> _REQUIRED ACTION_
Where does the string "false" appear in the material? Copy each line that holds it.

> _DATA FOR THE TASK_
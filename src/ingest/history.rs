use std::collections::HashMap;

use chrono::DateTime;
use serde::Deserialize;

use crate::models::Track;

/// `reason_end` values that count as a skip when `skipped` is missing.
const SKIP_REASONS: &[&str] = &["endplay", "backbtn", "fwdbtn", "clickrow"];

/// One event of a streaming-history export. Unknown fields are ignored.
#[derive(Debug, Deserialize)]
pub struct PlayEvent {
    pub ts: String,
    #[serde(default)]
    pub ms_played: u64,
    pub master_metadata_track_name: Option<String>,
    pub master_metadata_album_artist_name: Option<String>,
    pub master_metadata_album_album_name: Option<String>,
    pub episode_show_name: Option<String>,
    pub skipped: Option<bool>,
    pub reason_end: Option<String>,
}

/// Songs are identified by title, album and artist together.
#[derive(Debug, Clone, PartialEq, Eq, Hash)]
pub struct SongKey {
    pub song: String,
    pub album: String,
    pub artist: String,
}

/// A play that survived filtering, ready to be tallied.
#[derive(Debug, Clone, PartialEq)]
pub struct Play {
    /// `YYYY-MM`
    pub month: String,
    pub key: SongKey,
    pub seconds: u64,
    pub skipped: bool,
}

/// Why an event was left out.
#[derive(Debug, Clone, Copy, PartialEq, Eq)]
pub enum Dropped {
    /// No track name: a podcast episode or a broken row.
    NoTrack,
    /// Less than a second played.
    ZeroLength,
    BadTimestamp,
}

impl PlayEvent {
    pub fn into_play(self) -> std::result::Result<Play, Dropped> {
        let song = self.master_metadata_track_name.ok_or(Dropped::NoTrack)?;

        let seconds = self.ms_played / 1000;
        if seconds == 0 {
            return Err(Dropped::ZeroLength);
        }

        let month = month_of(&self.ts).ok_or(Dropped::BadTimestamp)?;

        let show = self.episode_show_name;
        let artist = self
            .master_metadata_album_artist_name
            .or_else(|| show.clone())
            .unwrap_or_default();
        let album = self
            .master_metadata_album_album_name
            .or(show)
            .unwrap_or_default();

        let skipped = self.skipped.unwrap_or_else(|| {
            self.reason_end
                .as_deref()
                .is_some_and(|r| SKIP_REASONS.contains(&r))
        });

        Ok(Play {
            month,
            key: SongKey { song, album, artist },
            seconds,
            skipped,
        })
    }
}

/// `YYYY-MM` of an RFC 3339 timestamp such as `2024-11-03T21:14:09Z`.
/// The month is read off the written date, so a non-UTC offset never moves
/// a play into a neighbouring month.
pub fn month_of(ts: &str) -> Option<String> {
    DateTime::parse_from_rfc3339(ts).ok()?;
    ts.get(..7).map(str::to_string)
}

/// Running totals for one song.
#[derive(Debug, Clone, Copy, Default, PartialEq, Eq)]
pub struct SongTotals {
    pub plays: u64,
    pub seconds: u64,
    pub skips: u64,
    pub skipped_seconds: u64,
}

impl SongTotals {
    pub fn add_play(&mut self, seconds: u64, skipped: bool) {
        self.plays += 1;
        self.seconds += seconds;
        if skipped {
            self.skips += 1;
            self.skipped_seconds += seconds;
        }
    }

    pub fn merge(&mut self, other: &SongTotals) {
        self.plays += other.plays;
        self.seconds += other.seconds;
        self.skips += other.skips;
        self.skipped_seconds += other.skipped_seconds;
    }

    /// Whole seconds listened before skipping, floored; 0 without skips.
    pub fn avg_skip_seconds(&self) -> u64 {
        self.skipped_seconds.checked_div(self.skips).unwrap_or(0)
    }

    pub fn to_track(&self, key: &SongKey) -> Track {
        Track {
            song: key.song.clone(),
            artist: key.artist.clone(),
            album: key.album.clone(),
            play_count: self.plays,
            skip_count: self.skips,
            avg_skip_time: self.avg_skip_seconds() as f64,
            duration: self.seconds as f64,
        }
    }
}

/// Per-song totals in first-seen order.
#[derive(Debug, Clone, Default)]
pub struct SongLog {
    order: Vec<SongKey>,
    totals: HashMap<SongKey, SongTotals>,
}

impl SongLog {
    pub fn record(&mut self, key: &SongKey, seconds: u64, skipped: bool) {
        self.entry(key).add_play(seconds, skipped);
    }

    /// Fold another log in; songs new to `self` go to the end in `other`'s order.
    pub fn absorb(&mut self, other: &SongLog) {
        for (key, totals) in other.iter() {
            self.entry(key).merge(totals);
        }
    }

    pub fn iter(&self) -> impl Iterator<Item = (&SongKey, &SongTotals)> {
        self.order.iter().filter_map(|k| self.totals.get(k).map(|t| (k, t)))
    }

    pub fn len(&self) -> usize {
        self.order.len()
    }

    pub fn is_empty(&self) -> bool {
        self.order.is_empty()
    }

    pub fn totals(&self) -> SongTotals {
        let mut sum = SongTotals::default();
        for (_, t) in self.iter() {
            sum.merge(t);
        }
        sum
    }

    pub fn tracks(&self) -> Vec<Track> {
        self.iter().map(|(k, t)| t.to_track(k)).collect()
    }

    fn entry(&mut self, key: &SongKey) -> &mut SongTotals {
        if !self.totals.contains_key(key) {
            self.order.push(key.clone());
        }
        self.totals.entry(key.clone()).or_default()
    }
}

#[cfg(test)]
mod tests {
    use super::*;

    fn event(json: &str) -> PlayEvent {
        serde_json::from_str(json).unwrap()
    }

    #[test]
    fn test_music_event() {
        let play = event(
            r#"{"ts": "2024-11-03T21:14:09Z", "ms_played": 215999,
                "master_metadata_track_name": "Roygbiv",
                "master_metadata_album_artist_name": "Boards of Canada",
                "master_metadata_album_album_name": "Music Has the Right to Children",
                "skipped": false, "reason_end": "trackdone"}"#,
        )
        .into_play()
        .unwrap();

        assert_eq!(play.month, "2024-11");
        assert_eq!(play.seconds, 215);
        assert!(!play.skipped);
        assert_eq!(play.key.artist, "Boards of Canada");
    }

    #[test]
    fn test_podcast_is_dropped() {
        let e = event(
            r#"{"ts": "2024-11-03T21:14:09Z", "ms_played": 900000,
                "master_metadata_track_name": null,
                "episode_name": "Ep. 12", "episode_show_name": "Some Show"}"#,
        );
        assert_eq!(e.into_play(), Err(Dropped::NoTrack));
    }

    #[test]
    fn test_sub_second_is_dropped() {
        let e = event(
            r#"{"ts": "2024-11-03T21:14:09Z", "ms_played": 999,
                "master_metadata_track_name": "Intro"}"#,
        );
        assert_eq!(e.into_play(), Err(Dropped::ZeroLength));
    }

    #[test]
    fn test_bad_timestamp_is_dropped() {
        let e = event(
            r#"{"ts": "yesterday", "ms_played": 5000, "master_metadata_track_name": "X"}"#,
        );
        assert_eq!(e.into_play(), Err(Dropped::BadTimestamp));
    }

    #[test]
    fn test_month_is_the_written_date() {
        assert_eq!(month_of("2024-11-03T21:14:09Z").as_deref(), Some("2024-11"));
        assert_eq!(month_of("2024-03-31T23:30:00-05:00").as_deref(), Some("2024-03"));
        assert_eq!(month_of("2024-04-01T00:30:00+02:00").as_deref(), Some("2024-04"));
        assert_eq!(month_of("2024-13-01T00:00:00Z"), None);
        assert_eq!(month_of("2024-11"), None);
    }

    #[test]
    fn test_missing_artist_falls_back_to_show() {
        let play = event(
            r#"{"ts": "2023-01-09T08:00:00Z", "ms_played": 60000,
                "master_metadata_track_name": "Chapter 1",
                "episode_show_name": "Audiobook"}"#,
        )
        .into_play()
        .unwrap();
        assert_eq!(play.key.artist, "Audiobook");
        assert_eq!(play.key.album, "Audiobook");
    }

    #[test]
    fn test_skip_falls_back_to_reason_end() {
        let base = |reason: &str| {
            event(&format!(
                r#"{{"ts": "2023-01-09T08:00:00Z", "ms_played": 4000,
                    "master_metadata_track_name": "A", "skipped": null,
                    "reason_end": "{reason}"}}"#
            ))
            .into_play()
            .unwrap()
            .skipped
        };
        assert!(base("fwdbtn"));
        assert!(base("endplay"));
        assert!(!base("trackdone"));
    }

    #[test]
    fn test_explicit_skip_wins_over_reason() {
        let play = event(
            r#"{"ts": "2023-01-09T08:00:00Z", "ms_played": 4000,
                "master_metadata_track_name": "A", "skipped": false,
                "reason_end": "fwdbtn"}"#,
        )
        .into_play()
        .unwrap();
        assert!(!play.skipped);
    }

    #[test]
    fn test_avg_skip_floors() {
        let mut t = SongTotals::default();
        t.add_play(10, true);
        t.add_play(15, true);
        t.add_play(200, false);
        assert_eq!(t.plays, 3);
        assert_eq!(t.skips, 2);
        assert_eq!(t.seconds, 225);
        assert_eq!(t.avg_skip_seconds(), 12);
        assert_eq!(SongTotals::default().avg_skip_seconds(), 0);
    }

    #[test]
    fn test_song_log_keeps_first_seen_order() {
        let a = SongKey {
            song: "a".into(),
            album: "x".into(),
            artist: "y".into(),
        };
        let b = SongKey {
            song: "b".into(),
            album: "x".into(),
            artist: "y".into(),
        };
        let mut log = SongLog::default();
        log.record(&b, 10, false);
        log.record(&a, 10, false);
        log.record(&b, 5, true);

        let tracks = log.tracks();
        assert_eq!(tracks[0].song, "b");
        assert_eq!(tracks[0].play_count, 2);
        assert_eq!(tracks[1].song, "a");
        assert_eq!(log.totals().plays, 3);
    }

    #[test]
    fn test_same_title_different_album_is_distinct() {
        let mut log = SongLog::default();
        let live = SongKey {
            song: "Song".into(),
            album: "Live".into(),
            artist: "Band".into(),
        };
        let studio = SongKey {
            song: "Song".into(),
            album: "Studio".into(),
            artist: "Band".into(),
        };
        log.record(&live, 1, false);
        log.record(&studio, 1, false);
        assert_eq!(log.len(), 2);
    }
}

> _TASK RESPONSE_
                "skipped": false, "reason_end": "trackdone"}"#,
                "master_metadata_track_name": "A", "skipped": false,
        t.add_play(200, false);
        log.record(&b, 10, false);
        log.record(&a, 10, false);
        log.record(&live, 1, false);
        log.record(&studio, 1, false);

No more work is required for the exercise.